Working data:
impl EffectCore {
    pub(crate) fn new(
        runtime: &Runtime,
        run: Rc<dyn Fn() -> Result<()>>,
        scheduler: Option<Scheduler>,
        label: Option<String>,
    ) -> Rc<Self> {
        Rc::new(Self {
            id: SubscriberId::new(),
            runtime: runtime.clone(),
            label: label.map(Rc::from),
            run,
            scheduler,
            dependencies: RefCell::new(Dependencies::new()),
            active: Cell::new(true),
            cleanups: RefCell::new(Vec::new()),
            run_count: Cell::new(0),
        })
    }

    pub(crate) fn id(&self) -> SubscriberId {
        self.id
    }

    pub(crate) fn is_active(&self) -> bool {
        self.active.get()
    }

    fn label(&self) -> &str {
        self.label.as_deref().unwrap_or("effect")
    }

    /// Run the body inside a tracking frame and swap in the new dependencies.
    pub(crate) fn execute(self: &Rc<Self>) -> Result<()> {
        if !self.is_active() {
            return Ok(());
        }

        self.run_cleanups();

        let frame = self.runtime.context().enter(Rc::clone(self));
        let result = (self.run)();
        let tracked = frame.finish();

        self.replace_dependencies(tracked);
        self.run_count.set(self.run_count.get() + 1);
        trace!(
            effect = %self.id,
            label = self.label(),
            dependencies = self.dependencies.borrow().len(),
            ok = result.is_ok(),
            "effect ran"
        );
        result
    }

    /// React to a dependency change: schedule if lazy, otherwise re-run.
    pub(crate) fn notify(self: &Rc<Self>) -> Result<()> {
        match &self.scheduler {
            Some(scheduler) => scheduler(),
            None => self.execute(),
        }
    }

    fn replace_dependencies(self: &Rc<Self>, tracked: Dependencies) {
        if !self.is_active() {
            // Disposed during its own run: drop what the run subscribed to.
            for dependency in &tracked {
                dependency.unsubscribe(self.id);
            }
            return;
        }

        let stale: Vec<_> = self
            .dependencies
            .borrow()
            .iter()
            .filter(|old| !tracked.iter().any(|new| new.same(old)))
            .cloned()
            .collect();
        for dependency in &stale {
            dependency.unsubscribe(self.id);
        }

        // A nested re-run of this effect may have pruned keys this run read.
        for dependency in &tracked {
            dependency.subscribe(self);
        }
        *self.dependencies.borrow_mut() = tracked;
    }

    pub(crate) fn add_cleanup(&self, cleanup: Box<dyn FnOnce()>) {
        if self.is_active() {
            self.cleanups.borrow_mut().push(cleanup);
        } else {
            cleanup();
        }
    }

    fn run_cleanups(&self) {
        let cleanups = std::mem::take(&mut *self.cleanups.borrow_mut());
        for cleanup in cleanups {
            cleanup();
        }
    }

    pub(crate) fn dispose(&self) {
        if !self.active.replace(false) {
            return;
        }
        let dependencies = std::mem::take(&mut *self.dependencies.borrow_mut());
        for dependency in &dependencies {
            dependency.unsubscribe(self.id);
        }
        self.run_cleanups();
        debug!(effect = %self.id, label = self.label(), "effect disposed");
    }

    pub(crate) fn run_count(&self) -> usize {
        self.run_count.get()
    }

    pub(crate) fn dependency_count(&self) -> usize {
        self.dependencies.borrow().len()
    }
}

/// A side-effecting computation that runs when dependencies change.
///
/// # Example
///
/// ```rust
/// use trellis_core::{Effect, Runtime};
///
/// let runtime = Runtime::default();
/// let count = runtime.state(serde_json::json!({ "count": 0 })).unwrap();
///
/// let reader = count.clone();
/// let effect = Effect::new(&runtime, move || {
///     println!("Count is: {:?}", reader.get("count"));
///     Ok(())
/// })
/// .unwrap();
///
/// count.set("count", 5).unwrap(); // Prints: "Count is: 5"
/// assert_eq!(effect.run_count(), 2);
/// ```
#[derive(Clone)]
pub struct Effect {
    core: Rc<EffectCore>,
}

impl Effect {
    /// Create a new effect with the given function.
    ///
    /// The function runs immediately to establish initial dependencies. If
    /// that first run fails the effect is disposed and the error returned.
    pub fn new<F>(runtime: &Runtime, run: F) -> Result<Self>
    where
        F: Fn() -> Result<()> + 'static,
    {
        Self::with_options(runtime, run, EffectOptions::default())
    }

    /// Create a new effect without running it.
    pub fn new_lazy<F>(runtime: &Runtime, run: F) -> Self
    where
        F: Fn() -> Result<()> + 'static,
    {
        let core = EffectCore::new(runtime, Rc::new(run), None, None);
        Self { core }
    }

    pub fn with_options<F>(runtime: &Runtime, run: F, options: EffectOptions) -> Result<Self>
    where
        F: Fn() -> Result<()> + 'static,
    {
        let core = EffectCore::new(runtime, Rc::new(run), options.scheduler, options.label);
        let effect = Self { core };
        if !options.lazy {
            if let Err(error) = effect.execute() {
                effect.dispose();
                return Err(error);
            }
        }
        Ok(effect)
    }

    pub(crate) fn core(&self) -> &Rc<EffectCore> {
        &self.core
    }

    /// Get the subscriber ID for this effect.
    pub fn id(&self) -> SubscriberId {
        self.core.id()
    }

    /// Run the effect now, re-tracking its dependencies.
    pub fn execute(&self) -> Result<()> {
        self.core.execute()
    }

    /// Dispose of the effect.
    ///
    /// After disposal the effect is unsubscribed everywhere and never runs
    /// again. Disposing twice is a no-op.
    pub fn dispose(&self) {
        self.core.dispose();
    }

    pub fn is_active(&self) -> bool {
        self.core.is_active()
    }

    pub fn is_disposed(&self) -> bool {
        !self.core.is_active()
    }

    /// Get the number of times the effect has run.
    pub fn run_count(&self) -> usize {
        self.core.run_count()
    }

    /// Get the number of keys read by the last run.
    pub fn dependency_count(&self) -> usize {
        self.core.dependency_count()
    }

    pub fn disposer(&self) -> Disposer {
        let core = Rc::clone(&self.core);
        Disposer::new(move || core.dispose())
    }
}

impl fmt::Debug for Effect {
    fn fmt(&self, f: &mut fmt::Formatter<'_>) -> fmt::Result {
        f.debug_struct("Effect")
            .field("id", &self.id())
            .field("label", &self.core.label())
            .field("run_count", &self.run_count())
            .field("dependency_count", &self.dependency_count())
            .field("disposed", &self.is_disposed())
            .finish()
    }
}

impl Runtime {
    /// Run `f` now and again whenever a key it read changes.
    pub fn effect<F>(&self, f: F) -> Result<Disposer>
    where
        F: Fn() -> Result<()> + 'static,
    {
        Ok(Effect::new(self, f)?.disposer())
    }

    /// One effect per named body, with a single disposer for all of them.
    pub fn effects<I, K>(&self, defs: I) -> Result<Disposer>
    where
        I: IntoIterator<Item = (K, EffectFn)>,
        K: Into<String>,
    {
        let mut created = Vec::new();
        for (name, body) in defs {
            let options = EffectOptions {
                label: Some(name.into()),
                ..EffectOptions::default()
            };
            match Effect::with_options(self, body, options) {
                Ok(effect) => created.push(effect.disposer()),
                Err(error) => {
                    Disposer::merge(created).dispose();
                    return Err(error);
                }
            }
        }
        Ok(Disposer::merge(created))
    }
}

/// Create an effect on the current thread's runtime.
pub fn effect<F>(f: F) -> Result<Disposer>
where
    F: Fn() -> Result<()> + 'static,
{
    Runtime::current().effect(f)
}

/// Create several named effects on the current thread's runtime.
pub fn effects<I, K>(defs: I) -> Result<Disposer>
where
    I: IntoIterator<Item = (K, EffectFn)>,
    K: Into<String>,
{
    Runtime::current().effects(defs)
}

The problem:
Copy all lines from the listing that contain "IntoIterator".

Problem solution:
        I: IntoIterator<Item = (K, EffectFn)>,
    I: IntoIterator<Item = (K, EffectFn)>,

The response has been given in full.